RSA Supported by More Than 74% of each of 1L Lenders, 1.5L Noteholders and 2L Noteholders

Filed Voluntary Chapter 11 Petitions to Implement Financial Restructuring Plan

Restructuring Plan Expected to Reduce Debt by ~$1 billion, Saving ~$75 million in Cash Interest Annually and Enabling CURO to Invest in Long-Term Growth

All CURO Branches Are Open and Operating As Usual; Customer Loans Unaffected

Secures $70 Million in Debtor-in-Possession Financing

CURO Group Holdings Corp. (OTC: CURO) (“CURO” or the “Company”) today announced that, on March 22, 2024, it entered into a Restructuring Support Agreement (“RSA”) that is supported by holders (or their investment managers) of more than 74% of each of: (i) loans under the Company’s First Lien Credit Agreement (“1L Lenders”), (ii) the Company’s 7.500% Senior 1.5 Lien Secured Notes due 2028 (the “1.5L Notes” and, such parties, the “1.5L Noteholders”), and (iii) the Company’s 7.500% Senior Secured Notes due 2028 (the “2L Notes” and, such parties, the “2L Noteholders”).

To implement the terms of the RSA, CURO and certain subsidiaries have filed for voluntary relief under Chapter 11 (the “Chapter 11 Cases”) of the United States Bankruptcy Code in the U.S. Bankruptcy Court for the Southern District of Texas, Houston Division (the “Bankruptcy Court”). Prior to commencing the Chapter 11 Cases, the Company also commenced solicitation of the 1L Lenders, the 1.5L Noteholders, the 2L Noteholders and holders of CURO’s common stock for votes for a prepackaged joint plan of reorganization of the Company and certain of its subsidiaries (the “Plan”), which Plan has been filed contemporaneously with the filing of the Chapter 11 Cases. CURO also intends to file recognition proceedings in Canada under Part IV of the Companies’ Creditors Arrangement Act.

The RSA sets forth terms for a consensual restructuring plan that is expected to reduce the Company’s debt by approximately $1 billion, saving the Company approximately $75 million in cash interest annually and enabling CURO to invest in long-term growth. CURO branches are open, operating as usual and continuing to serve customers in the U.S. and Canada. Customer loans are unaffected by the filing.

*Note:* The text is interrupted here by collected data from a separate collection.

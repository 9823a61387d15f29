//! Interface to identity-set maps built from the active networks.

use std::collections::HashMap;

use serde::{Deserialize, Serialize};

use crate::stats::identity::{IdentitySet, NetworkIdentity};

/// Prefix of the virtual interface carrying metered IMS traffic.
pub const VT_IFACE_PREFIX: &str = "vt_data";

/// One active network as reported by connectivity.
#[derive(Debug, Clone, PartialEq, Eq, Serialize, Deserialize)]
pub struct NetworkState {
    pub identity: NetworkIdentity,
    /// Base interface. Networks without one are not accounted.
    #[serde(default)]
    pub iface: Option<String>,
    /// Interfaces stacked on the base, e.g. a 464xlat `v4-` interface.
    #[serde(default)]
    pub stacked_ifaces: Vec<String>,
    #[serde(default)]
    pub is_default: bool,
    /// Network has the IMS capability.
    #[serde(default)]
    pub ims: bool,
}

impl NetworkState {
    pub fn new(identity: NetworkIdentity, iface: impl Into<String>) -> Self {
        Self {
            identity,
            iface: Some(iface.into()),
            stacked_ifaces: Vec::new(),
            is_default: false,
            ims: false,
        }
    }
}

/// Maps used to attribute snapshot rows to identities. `dev` serves the
/// interface recorders and `uid` the per-uid recorders.
#[derive(Debug, Clone, Default, PartialEq, Eq)]
pub struct IfaceMaps {
    pub dev: HashMap<String, IdentitySet>,
    pub uid: HashMap<String, IdentitySet>,
}

impl IfaceMaps {
    /// Builds both maps from scratch.
    pub fn build(states: &[NetworkState]) -> Self {
        let mut maps = Self::default();
        for state in states {
            let Some(base) = state.iface.as_deref() else {
                continue;
            };
            let ident = NetworkIdentity {
                default_network: state.is_default,
                ..state.identity.clone()
            };

            maps.add(base, &ident);

            if state.ims && !ident.metered {
                // IMS traffic on an unmetered network is billed like mobile data.
                let vt_ident = NetworkIdentity {
                    metered: true,
                    default_network: true,
                    ..ident.clone()
                };
                let vt_iface = format!("{VT_IFACE_PREFIX}{}", ident.subscription_id);
                maps.add(&vt_iface, &vt_ident);
            }

            for stacked in &state.stacked_ifaces {
                maps.add(stacked, &ident);
            }
        }
        maps
    }

    fn add(&mut self, iface: &str, ident: &NetworkIdentity) {
        self.dev
            .entry(iface.to_string())
            .or_default()
            .add(ident.clone());
        self.uid
            .entry(iface.to_string())
            .or_default()
            .add(ident.clone());
    }

    pub fn is_empty(&self) -> bool {
        self.dev.is_empty() && self.uid.is_empty()
    }
}
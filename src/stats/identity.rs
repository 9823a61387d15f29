//! Classification of the logical networks active on an interface.

use std::collections::BTreeSet;

use serde::{Deserialize, Serialize};

/// Radio access type is unknown or not applicable.
pub const RAT_UNKNOWN: i32 = -1;
pub const RAT_LTE: i32 = 13;
pub const RAT_NR: i32 = 20;

/// Subscription id of networks that are not tied to a subscription.
pub const INVALID_SUBSCRIPTION_ID: i32 = -1;

pub const OEM_NONE: u8 = 0;

/// Transport of a logical network.
#[derive(Debug, Clone, Copy, PartialEq, Eq, Hash, PartialOrd, Ord, Serialize, Deserialize)]
#[serde(rename_all = "snake_case")]
pub enum NetworkType {
    Mobile,
    Wifi,
    Ethernet,
    Bluetooth,
    Proxy,
    Vpn,
    Test,
}

impl NetworkType {
    pub fn as_str(&self) -> &'static str {
        match self {
            Self::Mobile => "mobile",
            Self::Wifi => "wifi",
            Self::Ethernet => "ethernet",
            Self::Bluetooth => "bluetooth",
            Self::Proxy => "proxy",
            Self::Vpn => "vpn",
            Self::Test => "test",
        }
    }
}

/// Static description of one network while it was active.
#[derive(Debug, Clone, PartialEq, Eq, Hash, PartialOrd, Ord, Serialize, Deserialize)]
pub struct NetworkIdentity {
    pub network_type: NetworkType,
    #[serde(default = "default_rat_type")]
    pub rat_type: i32,
    #[serde(default)]
    pub subscriber_id: Option<String>,
    #[serde(default)]
    pub wifi_network_key: Option<String>,
    #[serde(default)]
    pub roaming: bool,
    #[serde(default)]
    pub metered: bool,
    #[serde(default)]
    pub default_network: bool,
    #[serde(default)]
    pub oem_managed: u8,
    #[serde(default = "default_subscription_id")]
    pub subscription_id: i32,
}

fn default_rat_type() -> i32 {
    RAT_UNKNOWN
}

fn default_subscription_id() -> i32 {
    INVALID_SUBSCRIPTION_ID
}

impl NetworkIdentity {
    pub fn new(network_type: NetworkType) -> Self {
        Self {
            network_type,
            rat_type: RAT_UNKNOWN,
            subscriber_id: None,
            wifi_network_key: None,
            roaming: false,
            metered: false,
            default_network: false,
            oem_managed: OEM_NONE,
            subscription_id: INVALID_SUBSCRIPTION_ID,
        }
    }

    /// A metered cellular identity.
    pub fn mobile(subscriber_id: impl Into<String>, rat_type: i32) -> Self {
        Self {
            rat_type,
            subscriber_id: Some(subscriber_id.into()),
            metered: true,
            ..Self::new(NetworkType::Mobile)
        }
    }

    /// An unmetered Wi-Fi identity.
    pub fn wifi(network_key: impl Into<String>) -> Self {
        Self {
            wifi_network_key: Some(network_key.into()),
            ..Self::new(NetworkType::Wifi)
        }
    }

    /// True for identities whose key is rewritten when legacy data is imported:
    /// a RAT type only means something on cellular networks.
    pub fn could_change_on_import(&self) -> bool {
        self.network_type != NetworkType::Mobile && self.rat_type != RAT_UNKNOWN
    }

    /// Returns the identity as the importer stores it.
    pub fn normalized_for_import(&self) -> Self {
        if self.could_change_on_import() {
            Self {
                rat_type: RAT_UNKNOWN,
                ..self.clone()
            }
        } else {
            self.clone()
        }
    }
}

/// Identities simultaneously active on one interface.
#[derive(
    Debug, Clone, Default, PartialEq, Eq, Hash, PartialOrd, Ord, Serialize, Deserialize,
)]
#[serde(transparent)]
pub struct IdentitySet(BTreeSet<NetworkIdentity>);

impl IdentitySet {
    pub fn new() -> Self {
        Self::default()
    }

    pub fn add(&mut self, ident: NetworkIdentity) {
        self.0.insert(ident);
    }

    pub fn len(&self) -> usize {
        self.0.len()
    }

    pub fn is_empty(&self) -> bool {
        self.0.is_empty()
    }

    pub fn iter(&self) -> impl Iterator<Item = &NetworkIdentity> {
        self.0.iter()
    }

    pub fn is_any_member_metered(&self) -> bool {
        self.0.iter().any(|i| i.metered)
    }

    pub fn is_any_member_roaming(&self) -> bool {
        self.0.iter().any(|i| i.roaming)
    }

    /// False for the empty set.
    pub fn are_all_members_on_default_network(&self) -> bool {
        !self.0.is_empty() && self.0.iter().all(|i| i.default_network)
    }

    pub fn could_change_on_import(&self) -> bool {
        self.0.iter().any(NetworkIdentity::could_change_on_import)
    }

    pub fn normalized_for_import(&self) -> Self {
        self.0
            .iter()
            .map(NetworkIdentity::normalized_for_import)
            .collect()
    }
}

impl FromIterator<NetworkIdentity> for IdentitySet {
    fn from_iter<I: IntoIterator<Item = NetworkIdentity>>(iter: I) -> Self {
        Self(iter.into_iter().collect())
    }
}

“Implementing this restructuring through a court-supervised process is the most efficient path to enable us to make changes to our capital structure that will allow us to continue to grow responsibly, execute with excellence and solidify the foundation of the Company,” said Doug Clark, Chief Executive Officer at CURO. “The significant support we have received from our lenders and stakeholders will allow us to move forward expeditiously as we continue to provide our customers with a variety of convenient, easily accessible financial services. We are confident in our ability to successfully exit this process as a stronger company with significantly less debt and we will be better positioned to achieve long-term profitable growth.

“We are grateful for the ongoing support of our vendors, landlords and business partners. With the changes that will result from this process, our future is bright.”

A steering committee comprised of funds managed by Oaktree Capital Management, LP. (“Oaktree”), Caspian Capital LP, and Empyrean Capital Partners (the “Ad Hoc Group”) led negotiation of the RSA on behalf of creditors. “I want to express my gratitude to the CURO team, both in the U.S and Canada, for their hard work and dedication,” David Smolens, Managing Director in Oaktree’s Special Situations Group said. “We look forward to working with and supporting CURO as it moves on to its next chapter.”

CURO has filed a number of customary motions with the Bankruptcy Court to ensure that its operations continue uninterrupted while its balance sheet is restructured.

CURO has also received a commitment of up to $70 million of new capital in the form of debtor-in-possession (“DIP”) financing from certain of the Company’s prepetition stakeholders, subject to satisfaction of certain customary conditions. The DIP financing, which is subject to court approval, is expected to support the Company’s ongoing operations during the court-supervised process.

Given the broad support of lenders, CURO expects to receive Bankruptcy Court approval of a Plan of Reorganization and Disclosure Statement expeditiously and it expects to emerge from the restructuring process in no later than 120 days.

In connection with the Chapter 11 Cases, the applicable non-debtor subsidiaries of the Company also entered into waivers and amendments with the lenders under the Company’s existing loan receivables securitization programs. These accommodations ensure that such securitization programs remain in effect notwithstanding the filing of the Chapter 11 Cases and are able to continue, with certain negotiated modifications, following the Company’s emergence from Chapter 11.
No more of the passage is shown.